Anbinden eines Identity Providers

Gültig für: yuuvis® RAD Version 8.x

Über einen Reverse Proxy wie OpenResty kann mittels OpenID Connect/OAuth2 ein Identity Provider wie Keycloak zur Authentifizierung an yuuvis® RAD gateway angebunden werden.

Installation und Konfiguration von OpenResty für ein solches Szenario mit Keycloak sind hier in Grundzügen beschreiben.

Installation von OpenResty

OpenResty kann in eine Docker-Umgebung als Service integriert werden oder direkt unter Windows installiert werden.

OpenResty als Docker Service

Die Installation erfolgt mit folgenden Schritten:

  • Ein Verzeichnis für die Konfigurationsdatei von OpenResty anlegen.

    Der Pfad darf keine Leerzeichen enthalten. Beispiel: C:\openresty

  • Folgende Docker-Befehle über die Eingabeaufforderung ausführen:

    • OpenResty-Container erstellen:

      docker create --name openresty -p 80:80
      -v C:\openresty:/etc/nginx/conf.d docker.yuuvis.org/library/openresty

      Beide Portangaben müssen identisch sein und dem Port für OpenResty aus der Datei openresty.conf entsprechen.

      In den Container kopieren Sie für die Konfiguration die angepasste Datei openresty.conf.

    • OpenResty-Container starten:

      docker start openresty

    • Container prüfen:

      docker container list -a

      Der Container muss mit dem Status Up angezeigt werden.

OpenResty unter Windows

Die Installation erfolgt mit folgenden Schritten:

Konfiguration von OpenResty

Die Konfiguration erfolgt über die Datei openresty.conf, die zum Download bereit steht. Die Datei muss angepasst und danach in die entsprechenden Verzeichnisse kopiert werden: in den Container für OpenResty als Docker Service oder in das Verzeichnis \conf\ der Windows-Installation.

Neben Platzhaltern, die ersetzt werden müssen, enthält die Datei weitere Parameter, die optional angepasst oder erweitert werden können. Informationen dazu finden Sie in den Dokumentationen von Nginx und OpenResty.

Platzhalter und Parameter in der Konfigurationsdatei
Platzhalter Funktion
listen ${port};

Port, über den OpenResty Aufrufe übernimmt.

OpenResty erwartet als Standard auch bei Änderung, dass der Ports 80 frei ist.

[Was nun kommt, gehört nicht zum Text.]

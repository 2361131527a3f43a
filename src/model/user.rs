use serde::{Deserialize, Serialize};
use utoipa::ToSchema;

#[derive(Deserialize, ToSchema)]
pub struct CreateUser {
    #[schema(example = "jdoe")]
    pub username: String,
    #[schema(example = "correct horse battery staple")]
    pub password: String,
    #[schema(example = 3)]
    pub role_id: u8,
    /// Links the login to an employee record; required for leave requests.
    #[schema(example = 1000)]
    pub employee_id: Option<u64>,
}

#[derive(Deserialize, ToSchema)]
pub struct LoginRequest {
    pub username: String,
    pub password: String,
}

#[derive(sqlx::FromRow)]
pub struct User {
    pub id: u64,
    pub username: String,
    pub password: String,
    pub role_id: u8,
    pub employee_id: Option<u64>,
}

#[derive(Debug, Serialize, Deserialize)]
pub struct Claims {
    pub user_id: u64,
    pub sub: String,
    pub role: u8,
    pub exp: usize,
    pub jti: String,

    pub token_type: TokenType,
    /// Present only if this user is linked to an employee record
    pub employee_id: Option<u64>,
}

#[derive(Debug, Serialize, Deserialize, PartialEq, Clone, Copy)]
pub enum TokenType {
    Access,
    Refresh,
}
#[cfg(test)]
mod tests {
    use super::*;
    use rust_decimal_macros::dec;

    fn date(y: i32, m: u32, d: u32) -> NaiveDate {
        NaiveDate::from_ymd_opt(y, m, d).unwrap()
    }

    fn rules() -> VacationRules {
        VacationRules::new(HolidayCalendar::default(), MonthDay { month: 3, day: 31 })
    }

    fn vacation(id: u64, start: NaiveDate, end: NaiveDate, status: VacationStatus) -> Vacation {
        Vacation {
            id,
            employee_id: 1000,
            manager_id: 1001,
            substitution_id: 1002,
            start_date: start,
            end_date: end,
            status,
            is_special: false,
            deleted: false,
            created_at: None,
        }
    }

    fn balance(annual: Decimal, previous: Decimal, used: Decimal) -> LeaveBalance {
        LeaveBalance {
            annual_leave_days: annual,
            previous_year_leave: previous,
            previous_year_leave_used: used,
        }
    }

    fn summer() -> Vec<Vacation> {
        vec![
            vacation(1, date(2026, 7, 6), date(2026, 7, 10), VacationStatus::Approved),
            vacation(2, date(2026, 8, 3), date(2026, 8, 7), VacationStatus::InProgress),
        ]
    }

    #[test]
    fn sums_by_status_ignore_rejected_deleted_and_special() {
        let mut vacations = summer();
        vacations.push(vacation(3, date(2026, 9, 7), date(2026, 9, 11), VacationStatus::Rejected));
        let mut deleted = vacation(4, date(2026, 10, 5), date(2026, 10, 9), VacationStatus::Approved);
        deleted.deleted = true;
        vacations.push(deleted);
        let mut special = vacation(5, date(2026, 11, 9), date(2026, 11, 10), VacationStatus::Approved);
        special.is_special = true;
        vacations.push(special);

        let rules = rules();
        assert_eq!(rules.approved_days_for_year(&vacations, 2026), dec!(5));
        assert_eq!(rules.planned_days_for_year(&vacations, 2026), dec!(5));
        assert_eq!(rules.approved_and_planned_days_for_year(&vacations, 2026), dec!(10));
        assert_eq!(rules.special_days(&vacations, 2026, VacationStatus::Approved), dec!(2));
        assert_eq!(rules.approved_days_for_year(&vacations, 2025), dec!(0));
    }

    #[test]
    fn available_days_after_cutoff_only_count_used_carry_over() {
        let rules = rules();
        let b = balance(dec!(30), dec!(5), dec!(2));
        let today = date(2026, 6, 1);
        assert_eq!(rules.available_days_for_year(&b, &summer(), 2026, true, today), dec!(22));
    }

    #[test]
    fn available_days_before_cutoff_count_whole_carry_over() {
        let rules = rules();
        let b = balance(dec!(30), dec!(5), dec!(2));
        let today = date(2026, 2, 1);
        assert_eq!(rules.available_days_for_year(&b, &summer(), 2026, true, today), dec!(25));
        assert_eq!(rules.available_days_for_year(&b, &summer(), 2026, false, today), dec!(22));
    }

    #[test]
    fn future_year_ignores_carry_over() {
        let rules = rules();
        let b = balance(dec!(30), dec!(5), dec!(2));
        let today = date(2026, 2, 1);
        assert_eq!(rules.available_days_for_year(&b, &summer(), 2027, true, today), dec!(30));
    }

    #[test]
    fn approval_before_cutoff_consumes_carry_over() {
        let rules = rules();
        let today = date(2026, 2, 1);
        // Mon 2026-03-02 .. Wed 2026-03-04
        let early = vacation(1, date(2026, 3, 2), date(2026, 3, 4), VacationStatus::Approved);
        assert_eq!(
            rules.used_from_last_year_on_approve(&balance(dec!(30), dec!(5), dec!(0)), &early, today),
            dec!(3)
        );
        assert_eq!(
            rules.used_from_last_year_on_approve(&balance(dec!(30), dec!(5), dec!(1)), &early, today),
            dec!(4)
        );
    }

    #[test]
    fn approval_across_cutoff_is_capped_by_carry_over() {
        let rules = rules();
        let today = date(2026, 2, 1);
        // 7 working days up to Tue 2026-03-31
        let across = vacation(1, date(2026, 3, 23), date(2026, 4, 3), VacationStatus::Approved);
        assert_eq!(
            rules.used_from_last_year_on_approve(&balance(dec!(30), dec!(5), dec!(0)), &across, today),
            dec!(5)
        );
    }

    #[test]
    fn approval_after_cutoff_keeps_used_carry_over() {
        let rules = rules();
        let today = date(2026, 2, 1);
        let late = vacation(1, date(2026, 4, 13), date(2026, 4, 17), VacationStatus::Approved);
        let b = balance(dec!(30), dec!(5), dec!(1));
        assert_eq!(rules.used_from_last_year_on_approve(&b, &late, today), dec!(1));
        let next_year = vacation(2, date(2027, 4, 12), date(2027, 4, 16), VacationStatus::Approved);
        assert_eq!(rules.used_from_last_year_on_approve(&b, &next_year, today), dec!(1));
    }

    #[test]
    fn deleting_recomputes_carry_over_from_remaining_vacations() {
        let rules = rules();
        let today = date(2026, 2, 1);
        let a = vacation(1, date(2026, 3, 2), date(2026, 3, 4), VacationStatus::Approved);
        let b = vacation(2, date(2026, 3, 9), date(2026, 3, 10), VacationStatus::Approved);
        let vacations = vec![a.clone(), b.clone()];

        let full = balance(dec!(30), dec!(5), dec!(5));
        assert_eq!(rules.used_from_last_year_on_delete(&full, &a, &vacations, today), dec!(2));

        let capped = balance(dec!(30), dec!(4), dec!(4));
        assert_eq!(rules.used_from_last_year_on_delete(&capped, &b, &vacations, today), dec!(3));
    }

    #[test]
    fn deleting_after_cutoff_leaves_carry_over_untouched() {
        let rules = rules();
        let today = date(2026, 2, 1);
        let late = vacation(1, date(2026, 5, 4), date(2026, 5, 8), VacationStatus::Approved);
        let b = balance(dec!(30), dec!(5), dec!(3));
        assert_eq!(
            rules.used_from_last_year_on_delete(&b, &late, std::slice::from_ref(&late), today),
            dec!(3)
        );
    }

    #[test]
    fn leave_account_adds_up() {
        let rules = rules();
        let b = balance(dec!(30), dec!(5), dec!(2));
        let account = rules.leave_account(&b, &summer(), 2026);
        assert_eq!(account.subtotal, dec!(35));
        assert_eq!(account.previous_year_leave_unused, dec!(3));
        assert_eq!(account.approved, dec!(5));
        assert_eq!(account.subtotal_after_approved, dec!(27));
        assert_eq!(account.planned, dec!(5));
        assert_eq!(account.available, dec!(22));
        assert_eq!(account.carry_over_end, date(2026, 3, 31));
    }

    fn june_booked() -> Vec<Vacation> {
        // Mon 2026-06-01 .. Fri 2026-06-26: 20 working days
        vec![vacation(1, date(2026, 6, 1), date(2026, 6, 26), VacationStatus::Approved)]
    }

    fn request<'a>(start: NaiveDate, end: NaiveDate) -> VacationRequest<'a> {
        VacationRequest {
            start_date: start,
            end_date: end,
            status: VacationStatus::InProgress,
            is_special: false,
            previous: None,
        }
    }

    #[test]
    fn request_after_cutoff_uses_annual_days_only() {
        let rules = rules();
        let b = balance(dec!(30), dec!(5), dec!(0));
        let today = date(2026, 1, 15);
        // 10 working days left
        let ok = request(date(2026, 8, 3), date(2026, 8, 14));
        assert_eq!(rules.validate_request(&b, &june_booked(), &ok, today), Ok(()));
        let too_long = request(date(2026, 8, 3), date(2026, 8, 17));
        assert_eq!(
            rules.validate_request(&b, &june_booked(), &too_long, today),
            Err(VacationError::NotEnoughDaysLeft)
        );
    }

    #[test]
    fn request_before_cutoff_may_use_carry_over() {
        let rules = rules();
        let b = balance(dec!(30), dec!(5), dec!(0));
        let today = date(2026, 1, 15);
        let fifteen = request(date(2026, 2, 2), date(2026, 2, 20));
        assert_eq!(rules.validate_request(&b, &june_booked(), &fifteen, today), Ok(()));
        let sixteen = request(date(2026, 2, 2), date(2026, 2, 23));
        assert_eq!(
            rules.validate_request(&b, &june_booked(), &sixteen, today),
            Err(VacationError::NotEnoughDaysLeft)
        );
    }

    #[test]
    fn request_across_cutoff_uses_carry_over_for_early_part() {
        let rules = rules();
        let b = balance(dec!(30), dec!(5), dec!(0));
        let today = date(2026, 1, 15);
        // 15 working days, 7 of them up to the cutoff, 5 covered by carry-over
        let exact = request(date(2026, 3, 23), date(2026, 4, 14));
        assert_eq!(rules.validate_request(&b, &june_booked(), &exact, today), Ok(()));
        let one_more = request(date(2026, 3, 23), date(2026, 4, 15));
        assert_eq!(
            rules.validate_request(&b, &june_booked(), &one_more, today),
            Err(VacationError::NotEnoughDaysLeft)
        );
    }

    #[test]
    fn editing_credits_previous_working_days() {
        let rules = rules();
        let b = balance(dec!(30), dec!(0), dec!(0));
        let today = date(2026, 1, 15);
        let mut vacations = june_booked();
        let planned = vacation(2, date(2026, 8, 3), date(2026, 8, 14), VacationStatus::InProgress);
        vacations.push(planned.clone());

        let mut shorter = request(date(2026, 8, 4), date(2026, 8, 14));
        shorter.previous = Some(&planned);
        assert_eq!(rules.validate_request(&b, &vacations, &shorter, today), Ok(()));

        let mut longer = request(date(2026, 8, 3), date(2026, 8, 17));
        longer.previous = Some(&planned);
        assert_eq!(
            rules.validate_request(&b, &vacations, &longer, today),
            Err(VacationError::NotEnoughDaysLeft)
        );
    }

    #[test]
    fn structural_errors_come_first() {
        let rules = rules();
        let b = balance(dec!(30), dec!(0), dec!(0));
        let today = date(2026, 1, 15);
        assert_eq!(
            rules.validate_request(&b, &[], &request(date(2026, 5, 8), date(2026, 5, 4)), today),
            Err(VacationError::EndBeforeStart)
        );
        assert_eq!(
            rules.validate_request(&b, &[], &request(date(2026, 12, 28), date(2027, 1, 4)), today),
            Err(VacationError::SpansTwoYears)
        );
        assert_eq!(
            rules.validate_request(&b, &june_booked(), &request(date(2026, 6, 22), date(2026, 6, 30)), today),
            Err(VacationError::Overlaps)
        );
    }

    #[test]
    fn overlap_ignores_own_and_rejected_applications() {
        let rules = rules();
        let b = balance(dec!(30), dec!(0), dec!(0));
        let today = date(2026, 1, 15);
        let mut vacations = june_booked();
        vacations.push(vacation(2, date(2026, 9, 7), date(2026, 9, 11), VacationStatus::Rejected));
        assert_eq!(
            rules.validate_request(&b, &vacations, &request(date(2026, 9, 7), date(2026, 9, 8)), today),
            Ok(())
        );

        let own = vacations[0].clone();
        let mut edit = request(date(2026, 6, 1), date(2026, 6, 19));
        edit.previous = Some(&own);
        assert_eq!(rules.validate_request(&b, &vacations, &edit, today), Ok(()));
    }

    #[test]
    fn deciding_an_application_skips_checks() {
        let rules = rules();
        let b = balance(dec!(0), dec!(0), dec!(0));
        let today = date(2026, 1, 15);
        let pending = vacation(1, date(2026, 6, 1), date(2026, 6, 26), VacationStatus::InProgress);
        let mut approve = request(pending.start_date, pending.end_date);
        approve.status = VacationStatus::Approved;
        approve.previous = Some(&pending);
        assert_eq!(rules.validate_request(&b, &[pending.clone()], &approve, today), Ok(()));
    }

    #[test]
    fn special_leave_does_not_need_days() {
        let rules = rules();
        let b = balance(dec!(0), dec!(0), dec!(0));
        let mut special = request(date(2026, 6, 1), date(2026, 6, 5));
        special.is_special = true;
        assert_eq!(rules.validate_request(&b, &[], &special, date(2026, 1, 15)), Ok(()));
    }

    #[test]
    fn status_transitions() {
        use VacationStatus::*;
        assert_eq!(next_status(None, InProgress), Ok(InProgress));
        assert_eq!(next_status(Some(InProgress), Approved), Ok(Approved));
        assert_eq!(next_status(Some(InProgress), Rejected), Ok(Rejected));
        assert_eq!(next_status(Some(Rejected), InProgress), Ok(InProgress));
        assert!(next_status(None, Approved).is_err());
        assert!(next_status(Some(Approved), Rejected).is_err());
        assert!(next_status(Some(Rejected), Approved).is_err());
    }

    #[test]
    fn vacation_service_requires_employee_with_allotment() {
        assert_eq!(could_use_vacation_service(None), Err(VacationAccessError::NoEmployeeToUser));

        let mut employee = Employee {
            id: 1000,
            staff_number: Some("1000".to_string()),
            first_name: "Anna".to_string(),
            last_name: "Berg".to_string(),
            email: "anna.berg@company.com".to_string(),
            hire_date: date(2020, 4, 1),
            annual_leave_days: None,
            previous_year_leave: dec!(0),
            previous_year_leave_used: dec!(0),
            status: "active".to_string(),
        };
        assert_eq!(
            could_use_vacation_service(Some(&employee)),
            Err(VacationAccessError::EmployeeHasNoVacationDays)
        );
        employee.annual_leave_days = Some(30);
        assert_eq!(could_use_vacation_service(Some(&employee)), Ok(()));
    }

    #[test]
    fn request_across_cutoff_counts_only_unused_carry_over() {
        let rules = rules();
        let today = date(2026, 1, 15);
        // 2 working days up to the cutoff; 14 working days up to Mon 2026-04-20
        let fourteen = request(date(2026, 3, 30), date(2026, 4, 20));
        let fifteen = request(date(2026, 3, 30), date(2026, 4, 21));

        let partly_used = balance(dec!(30), dec!(5), dec!(2));
        assert_eq!(rules.validate_request(&partly_used, &june_booked(), &fourteen, today), Ok(()));
        assert_eq!(
            rules.validate_request(&partly_used, &june_booked(), &fifteen, today),
            Err(VacationError::NotEnoughDaysLeft)
        );

        let unused = balance(dec!(30), dec!(5), dec!(0));
        assert_eq!(
            rules.validate_request(&unused, &june_booked(), &fourteen, today),
            Err(VacationError::NotEnoughDaysLeft)
        );
    }

    #[test]
    fn request_for_next_year_ignores_carry_over() {
        let rules = rules();
        let b = balance(dec!(30), dec!(5), dec!(5));
        let today = date(2026, 6, 1);
        // Mon 2027-06-07 .. Fri 2027-07-16: 30 working days
        let booked = vec![vacation(1, date(2027, 6, 7), date(2027, 7, 16), VacationStatus::Approved)];
        assert_eq!(rules.available_days_for_year(&b, &booked, 2027, true, today), dec!(0));

        let more = request(date(2027, 8, 2), date(2027, 8, 6));
        assert_eq!(
            rules.validate_request(&b, &booked, &more, today),
            Err(VacationError::NotEnoughDaysLeft)
        );
    }

    #[test]
    fn rollover_carries_remaining_days() {
        let rules = rules();
        let b = balance(dec!(30), dec!(5), dec!(2));
        let next = rules.rollover(&b, &summer(), 2026, date(2027, 1, 1));
        assert_eq!(next.previous_year_leave, dec!(22));
        assert_eq!(next.previous_year_leave_used, dec!(0));
        assert_eq!(next.annual_leave_days, dec!(30));
    }
}
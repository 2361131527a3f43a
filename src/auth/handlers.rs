use crate::{
    auth::{
        auth::AuthUser,
        jwt::{generate_access_token, generate_refresh_token, verify_token},
        password::{hash_password, verify_password},
    },
    config::Config,
    error::AppError,
    model::{
        role::Role,
        user::{Claims, CreateUser, LoginRequest, TokenType, User},
    },
    utils::db_utils::fetch_employee,
};
use actix_web::{HttpRequest, HttpResponse, web};
use serde::Serialize;
use serde_json::json;
use sqlx::{MySql, MySqlPool, Transaction};
use tracing::{debug, error, info, instrument};
use utoipa::ToSchema;

#[derive(Serialize, ToSchema)]
pub struct LoginResponse {
    access_token: String,
    refresh_token: String,
}

fn bearer_token(req: &HttpRequest) -> Option<&str> {
    req.headers()
        .get("Authorization")
        .and_then(|h| h.to_str().ok())
        .and_then(|h| h.strip_prefix("Bearer "))
}

fn token_error(e: jsonwebtoken::errors::Error) -> AppError {
    AppError::Internal(format!("token generation failed: {e}"))
}

async fn store_refresh_token(
    tx: &mut Transaction<'_, MySql>,
    claims: &Claims,
) -> Result<(), sqlx::Error> {
    sqlx::query(
        r#"
        INSERT INTO refresh_tokens (user_id, jti, expires_at)
        VALUES (?, ?, FROM_UNIXTIME(?))
        "#,
    )
    .bind(claims.user_id)
    .bind(&claims.jti)
    .bind(claims.exp as i64)
    .execute(&mut **tx)
    .await?;
    Ok(())
}

/// Create a login (admin only)
#[utoipa::path(
    post,
    path = "/api/users",
    request_body = CreateUser,
    responses(
        (status = 201, description = "User created", body = Object, example = json!({
            "message": "User created", "id": 7
        })),
        (status = 400, description = "Invalid payload"),
        (status = 403, description = "Admin only"),
        (status = 409, description = "Username already exists")
    ),
    tag = "Auth",
    security(("bearer_auth" = []))
)]
#[instrument(name = "create_user", skip(auth, pool, payload), fields(username = %payload.username))]
pub async fn create_user(
    auth: AuthUser,
    pool: web::Data<MySqlPool>,
    payload: web::Json<CreateUser>,
) -> Result<HttpResponse, AppError> {
    auth.require_admin()?;

    let username = payload.username.trim().to_lowercase();
    if username.is_empty() || payload.password.is_empty() {
        return Err(AppError::BadRequest(
            "Username and password must not be empty".to_string(),
        ));
    }
    if Role::from_id(payload.role_id).is_none() {
        return Err(AppError::BadRequest("Unknown role".to_string()));
    }
    if let Some(employee_id) = payload.employee_id {
        if fetch_employee(pool.get_ref(), employee_id).await?.is_none() {
            return Err(AppError::not_found("Employee"));
        }
    }

    let hashed = hash_password(&payload.password)
        .map_err(|e| AppError::Internal(format!("password hashing failed: {e}")))?;

    let result = sqlx::query(
        "INSERT INTO users (username, password, role_id, employee_id) VALUES (?, ?, ?, ?)",
    )
    .bind(&username)
    .bind(&hashed)
    .bind(payload.role_id)
    .bind(payload.employee_id)
    .execute(pool.get_ref())
    .await;

    match result {
        Ok(done) => {
            info!(user_id = done.last_insert_id(), "User created");
            Ok(HttpResponse::Created().json(json!({
                "message": "User created",
                "id": done.last_insert_id()
            })))
        }
        Err(sqlx::Error::Database(db_err)) if db_err.is_unique_violation() => {
            Err(AppError::Conflict("Username already exists".to_string()))
        }
        Err(e) => Err(e.into()),
    }
}

/// Log in with username and password
#[utoipa::path(
    post,
    path = "/auth/login",
    request_body = LoginRequest,
    responses(
        (status = 200, description = "Token pair", body = LoginResponse),
        (status = 401, description = "Invalid credentials")
    ),
    tag = "Auth"
)]
#[instrument(name = "auth_login", skip(pool, config, user), fields(username = %user.username))]
pub async fn login(
    user: web::Json<LoginRequest>,
    pool: web::Data<MySqlPool>,
    config: web::Data<Config>,
) -> Result<HttpResponse, AppError> {
    info!("Login request received");

    if user.username.trim().is_empty() || user.password.is_empty() {
        return Err(AppError::BadRequest("Username or password required".to_string()));
    }

    let db_user = sqlx::query_as::<_, User>(
        r#"
        SELECT id, username, password, role_id, employee_id
        FROM users
        WHERE username = ?
        "#,
    )
    .bind(user.username.trim().to_lowercase())
    .fetch_optional(pool.get_ref())
    .await?
    .ok_or_else(|| {
        info!("Invalid credentials: user not found");
        AppError::Unauthorized("Invalid credentials".to_string())
    })?;

    if let Err(e) = verify_password(&user.password, &db_user.password) {
        info!(error = %e, "Invalid credentials: password mismatch");
        return Err(AppError::Unauthorized("Invalid credentials".to_string()));
    }
    debug!(user_id = db_user.id, "Password verified");

    let access_token = generate_access_token(
        db_user.id,
        db_user.username.clone(),
        db_user.role_id,
        db_user.employee_id,
        &config.jwt_secret,
        config.access_token_ttl,
    )
    .map_err(token_error)?;

    let (refresh_token, refresh_claims) = generate_refresh_token(
        db_user.id,
        db_user.username.clone(),
        db_user.role_id,
        db_user.employee_id,
        &config.jwt_secret,
        config.refresh_token_ttl,
    )
    .map_err(token_error)?;

    let mut tx = pool.begin().await?;
    store_refresh_token(&mut tx, &refresh_claims).await?;
    tx.commit().await?;

    if let Err(e) = sqlx::query("UPDATE users SET last_login_at = NOW() WHERE id = ?")
        .bind(db_user.id)
        .execute(pool.get_ref())
        .await
    {
        // login still succeeds
        error!(error = %e, "Failed to update last_login_at");
    }

    info!("Login successful");
    Ok(HttpResponse::Ok().json(LoginResponse {
        access_token,
        refresh_token,
    }))
}

/// Exchange a refresh token for a new token pair
#[utoipa::path(
    post,
    path = "/auth/refresh",
    responses(
        (status = 200, description = "New token pair", body = LoginResponse),
        (status = 401, description = "Missing, invalid or revoked refresh token")
    ),
    tag = "Auth",
    security(("bearer_auth" = []))
)]
pub async fn refresh_token(
    req: HttpRequest,
    pool: web::Data<MySqlPool>,
    config: web::Data<Config>,
) -> Result<HttpResponse, AppError> {
    let unauthorized = || AppError::Unauthorized("Invalid refresh token".to_string());

    let token = bearer_token(&req).ok_or_else(unauthorized)?;
    let claims = verify_token(token, &config.jwt_secret).map_err(|_| unauthorized())?;
    if claims.token_type != TokenType::Refresh {
        return Err(unauthorized());
    }

    let mut tx = pool.begin().await?;

    let record = sqlx::query_as::<_, (u64, u64, bool)>(
        "SELECT id, user_id, revoked FROM refresh_tokens WHERE jti = ? FOR UPDATE",
    )
    .bind(&claims.jti)
    .fetch_optional(&mut *tx)
    .await?;

    let (record_id, user_id) = match record {
        Some((id, user_id, false)) => (id, user_id),
        _ => return Err(unauthorized()),
    };

    sqlx::query("UPDATE refresh_tokens SET revoked = TRUE WHERE id = ?")
        .bind(record_id)
        .execute(&mut *tx)
        .await?;

    let (new_refresh_token, new_claims) = generate_refresh_token(
        user_id,
        claims.sub.clone(),
        claims.role,
        claims.employee_id,
        &config.jwt_secret,
        config.refresh_token_ttl,
    )
    .map_err(token_error)?;
    store_refresh_token(&mut tx, &new_claims).await?;
    tx.commit().await?;

    let access_token = generate_access_token(
        user_id,
        claims.sub,
        claims.role,
        claims.employee_id,
        &config.jwt_secret,
        config.access_token_ttl,
    )
    .map_err(token_error)?;

    Ok(HttpResponse::Ok().json(LoginResponse {
        access_token,
        refresh_token: new_refresh_token,
    }))
}

/// Revoke a refresh token
#[utoipa::path(
    post,
    path = "/auth/logout",
    responses((status = 204, description = "Logged out (also for unknown tokens)")),
    tag = "Auth",
    security(("bearer_auth" = []))
)]
pub async fn logout(
    req: HttpRequest,
    pool: web::Data<MySqlPool>,
    config: web::Data<Config>,
) -> Result<HttpResponse, AppError> {
    let claims = match bearer_token(&req).map(|t| verify_token(t, &config.jwt_secret)) {
        Some(Ok(claims)) if claims.token_type == TokenType::Refresh => claims,
        _ => return Ok(HttpResponse::NoContent().finish()),
    };

    // idempotent
    sqlx::query("UPDATE refresh_tokens SET revoked = TRUE WHERE jti = ?")
        .bind(&claims.jti)
        .execute(pool.get_ref())
        .await?;

    Ok(HttpResponse::NoContent().finish())
}
use argon2::{
    password_hash::{rand_core::OsRng, PasswordHash, PasswordHasher, PasswordVerifier, SaltString},
    Argon2,
};

pub fn hash_password(password: &str) -> Result<String, argon2::password_hash::Error> {
    let argon2 = Argon2::default();
    let salt = SaltString::generate(&mut OsRng);

    Ok(argon2.hash_password(password.as_bytes(), &salt)?.to_string())
}

pub fn verify_password(password: &str, hashed: &str) -> Result<(), argon2::password_hash::Error> {
    let argon2 = Argon2::default();
    let parsed = PasswordHash::new(hashed)?;

    argon2.verify_password(password.as_bytes(), &parsed)
}

#[cfg(test)]
mod tests {
    use super::*;

    #[test]
    fn hashed_password_verifies() {
        let hash = hash_password("vacation2026").unwrap();
        assert!(verify_password("vacation2026", &hash).is_ok());
        assert!(verify_password("vacation2027", &hash).is_err());
    }

    #[test]
    fn malformed_hash_is_an_error_not_a_panic() {
        assert!(verify_password("x", "not-a-phc-string").is_err());
    }
}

proxy_pass ${gateway‑url}; Root-URL von yuuvis® RAD gateway. Alle eingehenden Aufrufe von OpenResty werden an diese Adresse weitergeleitet.
${header-name}

Header-Name entsprechend der HTTP-Header-Konfiguration für yuuvis® RAD gateway.

${discovery-url} URL, über die OpenResty die Konfiguration des Identity Providers erreicht.
${client-id}

${client-secret}

Client ID und Secret aus der Client-Konfigration des Identity Providers
${user-field}

Parameter der Benutzerbezeichnung, dessen Wert zur Anmeldung an yuuvis® RAD gateway übermittelt wird.

In der yuuvis® RAD-Benutzerverwaltung muss ein Benutzerkonto mit entsprechendem Namen angelegt sein.

Beispiel: preferred_username

Der Platzhalter muss an zwei Stellen in der Konfigurationsdatei ersetzt werden.

lua_shared_dict introspection 10m; Optional: Zeitraum in Minuten, über den Bearer-Tokens für die Authentifizierung im Cache verbleiben.

Konfiguration von yuuvis® RAD gateway

yuuvis® RAD gateway muss für die Authentifizierung per HTTP-Header konfiguriert werden.

Dazu muss die Konfigurationsdatei gateway-prod.yml um folgende Zeile erweitert werden:

authentication.filter.header.name: 'X-User'

Konfiguration für yuuvis® RAD agent

Falls yuuvis® RAD agent in Umgebungen mit Identity Provider und OpenID Connect/OAuth2 eingesetzt wird, benötigen Sie zur Installation einen entsprechenden Eintrag in der Konfigurationsdatei connections.json und eine zusätzliche Konfigurationsdatei mit den Verbindungsdaten zum Identity Provider.